Exercise 3.3.1: (a) Show that if we associate with $g : x \longmapsto a x + b$ the matrix \[ \left(\begin{array}{cc} a & b\\ 0 & 1 \end{array}\right) \] then we may calculate in the affine group by matrix multiplication. Discuss the relationship between the affine group and the projective group $\operatorname{PGL}_2 (F)$, and their group actions on $\mathbb{A}^1 (F)$ and $\mathbb{P}^1 (F)$.

(b) Show that $K$ is normal.

(c) Show that $K - 1$ is the union of all the isotropy subgroups of different $x \in X$.

(d) Show that if $H$ is the subgroup with $b = 0$ then $H$ is the isotropy subgroup of $0 \in X$, and $G = K \rtimes H$ (internal semidirect product).

There are other Frobenius groups, but this example is sufficient to give you some intuition for them.
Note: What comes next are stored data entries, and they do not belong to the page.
//! Home Assistant Provider
//!
//! Reads the washer, dryer and temperature entities through the Home
//! Assistant REST API (`GET /api/states/<entity_id>`).

use std::time::Duration;

use async_trait::async_trait;
use serde::Deserialize;

use super::traits::{HomeProvider, SourceFetchError};
use crate::config::HomeAssistantConfig;
use crate::status::HomeStatus;

const SOURCE_NAME: &str = "home-assistant";

/// Home Assistant provider
#[derive(Clone)]
pub struct HomeAssistantProvider {
    /// Base URL and token; `None` disables the provider
    endpoint: Option<(String, String)>,
    washer_entity: Option<String>,
    dryer_entity: Option<String>,
    temperature_entity: Option<String>,
    http_client: reqwest::Client,
}

#[derive(Debug, Default, Deserialize)]
#[serde(default)]
struct EntityState {
    state: String,
    attributes: EntityAttributes,
}

#[derive(Debug, Default, Deserialize)]
#[serde(default)]
struct EntityAttributes {
    unit_of_measurement: Option<String>,
}

impl EntityState {
    fn display_text(&self) -> String {
        match self.attributes.unit_of_measurement.as_deref() {
            Some(unit) if !unit.is_empty() => format!("{} {unit}", self.state),
            _ => self.state.clone(),
        }
    }
}

impl HomeAssistantProvider {
    /// Create from the `[home_assistant]` config section
    pub fn from_config(config: &HomeAssistantConfig) -> Result<Self, SourceFetchError> {
        let http_client = reqwest::Client::builder()
            .connect_timeout(Duration::from_secs(5))
            .build()?;

        let endpoint = match (&config.base_url, &config.token) {
            (Some(url), Some(token)) if !url.is_empty() && !token.is_empty() => {
                Some((url.trim_end_matches('/').to_string(), token.clone()))
            }
            _ => None,
        };

        Ok(Self {
            endpoint,
            washer_entity: config.washer_entity.clone(),
            dryer_entity: config.dryer_entity.clone(),
            temperature_entity: config.temperature_entity.clone(),
            http_client,
        })
    }

    /// Whether a base URL and token are configured
    #[must_use]
    pub fn is_enabled(&self) -> bool {
        self.endpoint.is_some()
    }

    async fn entity_state(
        &self,
        base_url: &str,
        token: &str,
        entity: &str,
    ) -> Result<EntityState, SourceFetchError> {
        let response = self
            .http_client
            .get(format!("{base_url}/api/states/{entity}"))
            .bearer_auth(token)
            .send()
            .await?;

        if !response.status().is_success() {
            return Err(SourceFetchError::Status {
                source_name: SOURCE_NAME.to_string(),
                status: response.status().as_u16(),
            });
        }

        response
            .json::<EntityState>()
            .await
            .map_err(|e| SourceFetchError::Decode(e.to_string()))
    }

    /// Text for one optional entity; unconfigured entities read as empty
    async fn entity_text(
        &self,
        base_url: &str,
        token: &str,
        entity: Option<&str>,
    ) -> Result<String, SourceFetchError> {
        match entity {
            Some(entity) if !entity.is_empty() => Ok(self
                .entity_state(base_url, token, entity)
                .await?
                .display_text()),
            _ => Ok(String::new()),
        }
    }
}

#[async_trait]
impl HomeProvider for HomeAssistantProvider {
    fn name(&self) -> &str {
        SOURCE_NAME
    }

    async fn fetch_status(&self) -> Result<HomeStatus, SourceFetchError> {
        let Some((base_url, token)) = self.endpoint.as_ref() else {
            return Ok(HomeStatus::empty());
        };

        let (washer_text, dryer_text, temperature_text) = tokio::try_join!(
            self.entity_text(base_url, token, self.washer_entity.as_deref()),
            self.entity_text(base_url, token, self.dryer_entity.as_deref()),
            self.entity_text(base_url, token, self.temperature_entity.as_deref()),
        )?;

        Ok(HomeStatus {
            washer_text,
            dryer_text,
            temperature_text,
        })
    }
}

#[cfg(test)]
mod tests {
    use super::*;

    #[tokio::test]
    async fn test_disabled_without_token() {
        let config = HomeAssistantConfig {
            base_url: Some("http://ha.local:8123".into()),
            ..Default::default()
        };
        let provider = HomeAssistantProvider::from_config(&config).unwrap();
        assert!(!provider.is_enabled());
        assert!(provider.fetch_status().await.unwrap().is_empty());
    }

    #[test]
    fn test_temperature_includes_unit() {
        let state: EntityState = serde_json::from_str(
            r#"{"entity_id":"sensor.temp","state":"71.2","attributes":{"unit_of_measurement":"°F","friendly_name":"Living Room"}}"#,
        )
        .unwrap();
        assert_eq!(state.display_text(), "71.2 °F");
    }

    #[test]
    fn test_plain_state_without_unit() {
        let state: EntityState =
            serde_json::from_str(r#"{"entity_id":"sensor.washer","state":"Running","attributes":{}}"#)
                .unwrap();
        assert_eq!(state.display_text(), "Running");
    }

    #[tokio::test]
    async fn test_unconfigured_entity_is_empty() {
        let provider = HomeAssistantProvider::from_config(&HomeAssistantConfig::default()).unwrap();
        let text = provider.entity_text("http://unused", "t", None).await.unwrap();
        assert_eq!(text, "");
    }
}
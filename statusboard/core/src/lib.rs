//! Statusboard Core - Status Resolution and Client Fan-out
//!
//! This crate derives one "current status" from several independently polled
//! sources (chat presence for a work and a home account, plus home
//! automation readings) and pushes it in real time to every connected
//! display client. It has no process concerns; the `statusboard` daemon
//! wires it together.
//!
//! # Architecture
//!
//! ```text
//! ┌──────────────────────────────────────────────────────────────────┐
//! │                       poller thread                              │
//! │  ┌─────────┐ ┌─────────┐ ┌────────────┐      ┌────────────────┐  │
//! │  │ Slack   │ │ Slack   │ │   Home     │ ───▶ │    resolver    │  │
//! │  │ (work)  │ │ (home)  │ │ Assistant  │      │ + hooks        │  │
//! │  └─────────┘ └─────────┘ └────────────┘      └───────┬────────┘  │
//! │                                   ConditionStore ────┘           │
//! └───────────────────────────────▲─────────────────────┬────────────┘
//!                     old status  │                     │ new status
//! ┌───────────────────────────────┴─────────────────────▼────────────┐
//! │                          Conductor                               │
//! │   timer / refresh ──▶ Polling ──▶ Updated | Stale | Unchanged    │
//! └───────────────────────────────┬──────────────────────────────────┘
//!                                 │ dispatch
//! ┌───────────────────────────────▼──────────────────────────────────┐
//! │  ClientRegistry ──▶ StreamServer (WebSocket) ──▶ display clients │
//! └──────────────────────────────────────────────────────────────────┘
//! ```
//!
//! # Key Types
//!
//! - [`ConditionStore`]: ordered match rules loaded from the rule file
//! - [`SourceStatus`], [`HomeStatus`], [`CombinedStatus`]: plain data records
//! - [`resolver`]: `matches`, `find_match` and `resolve`
//! - [`Poller`]: fetch + resolve on a dedicated thread
//! - [`ClientRegistry`]: connected clients and dispatch
//! - [`Conductor`]: the poll/dispatch state machine
//!
//! # Module Overview
//!
//! - [`conditions`]: rule file parsing, the rule store and its file watcher
//! - [`status`]: status value types and sentinels
//! - [`resolver`]: rule matching and status resolution
//! - [`hooks`]: post-resolution rewrites
//! - [`sources`]: status source traits and the Slack / Home Assistant providers
//! - [`poller`]: background fetch-and-resolve
//! - [`messages`]: client push payloads and rendering
//! - [`registry`]: client registry and dispatch
//! - [`conductor`]: orchestration
//! - [`transport`]: WebSocket stream server
//! - [`config`]: TOML configuration

#![deny(missing_docs)]
#![deny(clippy::all)]
#![warn(clippy::pedantic)]
#![allow(clippy::module_name_repetitions)]

pub mod conditions;
pub mod conductor;
pub mod config;
pub mod hooks;
pub mod messages;
pub mod poller;
pub mod registry;
pub mod resolver;
pub mod sources;
pub mod status;
pub mod transport;

// Re-exports for convenience
pub use conditions::{load_rules, parse_rules, ConditionStore, RuleParseError, RuleWatcher, StatusCondition};
pub use conductor::{
    Conductor, ConductorConfig, ConductorState, PollOutcome, RefreshTrigger, StatusCell,
};
pub use hooks::{PtoRewrite, StatusHook};
pub use messages::{ClientView, EmojiRenderer, HomeAssistantPush, PushRenderer, StatusPush};
pub use poller::{PollSources, Poller, PollerError, PollerHandle, Refresher};
pub use registry::{ClientHandle, ClientId, ClientRegistry, DispatchResult};
pub use resolver::{find_match, matches, resolve};
pub use sources::{
    HomeAssistantProvider, HomeProvider, PresenceProvider, SlackPresenceProvider, SourceFetchError,
};
pub use status::{CombinedStatus, HomeStatus, SourceStatus, ERROR_MARKER};
pub use transport::StreamServer;

// Config exports
pub use config::{
    default_config_path, default_runtime_dir, load_config, load_config_from_path, ConfigError,
    StatusboardConfig,
};
//! SPH smoothing kernels.
//!
//! All kernels take the scalar distance `r` between two particles and the
//! smoothing radius `h`, and vanish for `r >= h`. They are even in `r`, so
//! evaluating a pair from either side gives the same weight.

use std::f32::consts::PI;

/// SPH kernel functions.
pub struct SphKernels;

impl SphKernels {
    /// Poly6 kernel for density estimation.
    /// W(r, h) = (315 / 64πh⁹) * (h² - r²)³ for r < h
    #[inline]
    pub fn poly6(r: f32, h: f32) -> f32 {
        if r >= h {
            return 0.0;
        }
        let diff = h * h - r * r;
        Self::poly6_coefficient(h) * diff * diff * diff
    }

    /// Spiky gradient magnitude for pressure and color-field gradients.
    /// ∇W(r, h) = -(45 / πh⁶) * (h - r)² for 0 < r < h
    ///
    /// Returns a scalar; the caller multiplies it by the unit separation
    /// vector exactly once. Zero at `r == 0`, where the direction is undefined.
    #[inline]
    pub fn spiky_gradient(r: f32, h: f32) -> f32 {
        if r >= h || r <= 0.0 {
            return 0.0;
        }
        let diff = h - r;
        Self::spiky_gradient_coefficient(h) * diff * diff
    }

    /// Laplacian of viscosity kernel.
    /// ∇²W(r, h) = (45 / πh⁶) * (h - r) for r < h
    #[inline]
    pub fn viscosity_laplacian(r: f32, h: f32) -> f32 {
        if r >= h {
            return 0.0;
        }
        Self::viscosity_laplacian_coefficient(h) * (h - r)
    }

    #[inline]
    pub fn poly6_coefficient(h: f32) -> f32 {
        315.0 / (64.0 * PI * h.powi(9))
    }

    #[inline]
    pub fn spiky_gradient_coefficient(h: f32) -> f32 {
        -45.0 / (PI * h.powi(6))
    }

    #[inline]
    pub fn viscosity_laplacian_coefficient(h: f32) -> f32 {
        45.0 / (PI * h.powi(6))
    }

    /// Sum of Poly6 weights seen by a particle sitting in an infinite square
    /// lattice with the given spacing, self-contribution included.
    ///
    /// Used to pick a particle mass for which a lattice at rest spacing has
    /// exactly the rest density.
    pub fn lattice_density_sum(spacing: f32, h: f32) -> f32 {
        let reach = (h / spacing).ceil() as i32;
        let mut sum = 0.0;
        for i in -reach..=reach {
            for j in -reach..=reach {
                let r = (i as f32 * spacing).hypot(j as f32 * spacing);
                sum += Self::poly6(r, h);
            }
        }
        sum
    }
}

#[cfg(test)]
mod tests {
    use super::*;

    #[test]
    fn test_poly6_kernel() {
        let h = 1.0;

        // At r=0, kernel should be maximum
        let w_0 = SphKernels::poly6(0.0, h);
        assert!(w_0 > 0.0);
        assert!((w_0 - 315.0 / (64.0 * PI)).abs() < 1e-4);

        // At r=h, kernel should be 0
        assert_eq!(SphKernels::poly6(h, h), 0.0);

        // Kernel should decrease with distance
        let w_half = SphKernels::poly6(0.5 * h, h);
        assert!(w_half < w_0);
        assert!(w_half > 0.0);
    }

    #[test]
    fn test_kernels_vanish_outside_support() {
        for h in [0.5_f32, 1.0, 16.0, 40.0] {
            for scale in [1.0_f32, 1.0001, 1.5, 3.0, 100.0] {
                let r = h * scale;
                assert_eq!(SphKernels::poly6(r, h), 0.0);
                assert_eq!(SphKernels::spiky_gradient(r, h), 0.0);
                assert_eq!(SphKernels::viscosity_laplacian(r, h), 0.0);
            }
        }
    }

    #[test]
    fn test_kernels_continuous_at_support_boundary() {
        let h = 16.0_f32;
        let inside = h * (1.0 - 1e-4);

        let poly6_peak = SphKernels::poly6(0.0, h);
        let laplacian_peak = SphKernels::viscosity_laplacian(0.0, h);

        assert!(SphKernels::poly6(inside, h) / poly6_peak < 1e-6);
        assert!(SphKernels::viscosity_laplacian(inside, h) / laplacian_peak < 1e-3);
    }

    #[test]
    fn test_spiky_gradient() {
        let h = 1.0;

        // At r=0, gradient should be zero (undefined direction)
        assert_eq!(SphKernels::spiky_gradient(0.0, h), 0.0);

        // Coefficient is negative inside the support and grows toward the center
        let near = SphKernels::spiky_gradient(0.1, h);
        let far = SphKernels::spiky_gradient(0.9, h);
        assert!(near < 0.0);
        assert!(far < 0.0);
        assert!(near.abs() > far.abs());

        let expected = -45.0 / PI * 0.25;
        assert!((SphKernels::spiky_gradient(0.5, h) - expected).abs() < 1e-5);
    }

    #[test]
    fn test_viscosity_laplacian() {
        let h = 2.0;
        let expected = 45.0 / (PI * 64.0) * 1.5;
        assert!((SphKernels::viscosity_laplacian(0.5, h) - expected).abs() < 1e-6);
        assert!(SphKernels::viscosity_laplacian(0.0, h) > SphKernels::viscosity_laplacian(1.0, h));
    }

    #[test]
    fn test_lattice_density_sum() {
        let h = 16.0;
        let sum = SphKernels::lattice_density_sum(8.0, h);

        // Self term plus a positive contribution from the ring of neighbors
        assert!(sum > SphKernels::poly6(0.0, h));

        // A lattice coarser than h only sees itself
        let sparse = SphKernels::lattice_density_sum(20.0, h);
        assert_eq!(sparse, SphKernels::poly6(0.0, h));
    }
}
There was no reference to the normal subgroup $K$ (as in the example) in the definition of a Frobenius group, but Frobenius proved that such a subgroup always exists. The proof uses character theory. This is a striking application since characters are not really involved in the statement of the theorem – just the proof.

Exercise 3.3.2: (a) Suppose that $G = H K$ is a semidirect product, so $K \vartriangleleft G$, $H K = G$ and $H \cap K = 1$. Prove that the composition

is an isomorphism.

Theorem 3.3.1: (Frobenius) Let $G$ be a Frobenius group acting on $X$. Let \[ K = 1 \cup \{g \in G| \text{$g$ has no fixed points} \}. \] Then $K$ is a normal subgroup of $G$. Moreover if $H = G_{x_0}$ is the isotropy subgroup of $x_0 \in X$, then $H \cap K = 1$, $H K = G$ and so $G = K \rtimes H$.

This is remarkable because there isn't any obvious reason why it should be true. By this definition, $K$ is just a set – why should it be closed under multiplication?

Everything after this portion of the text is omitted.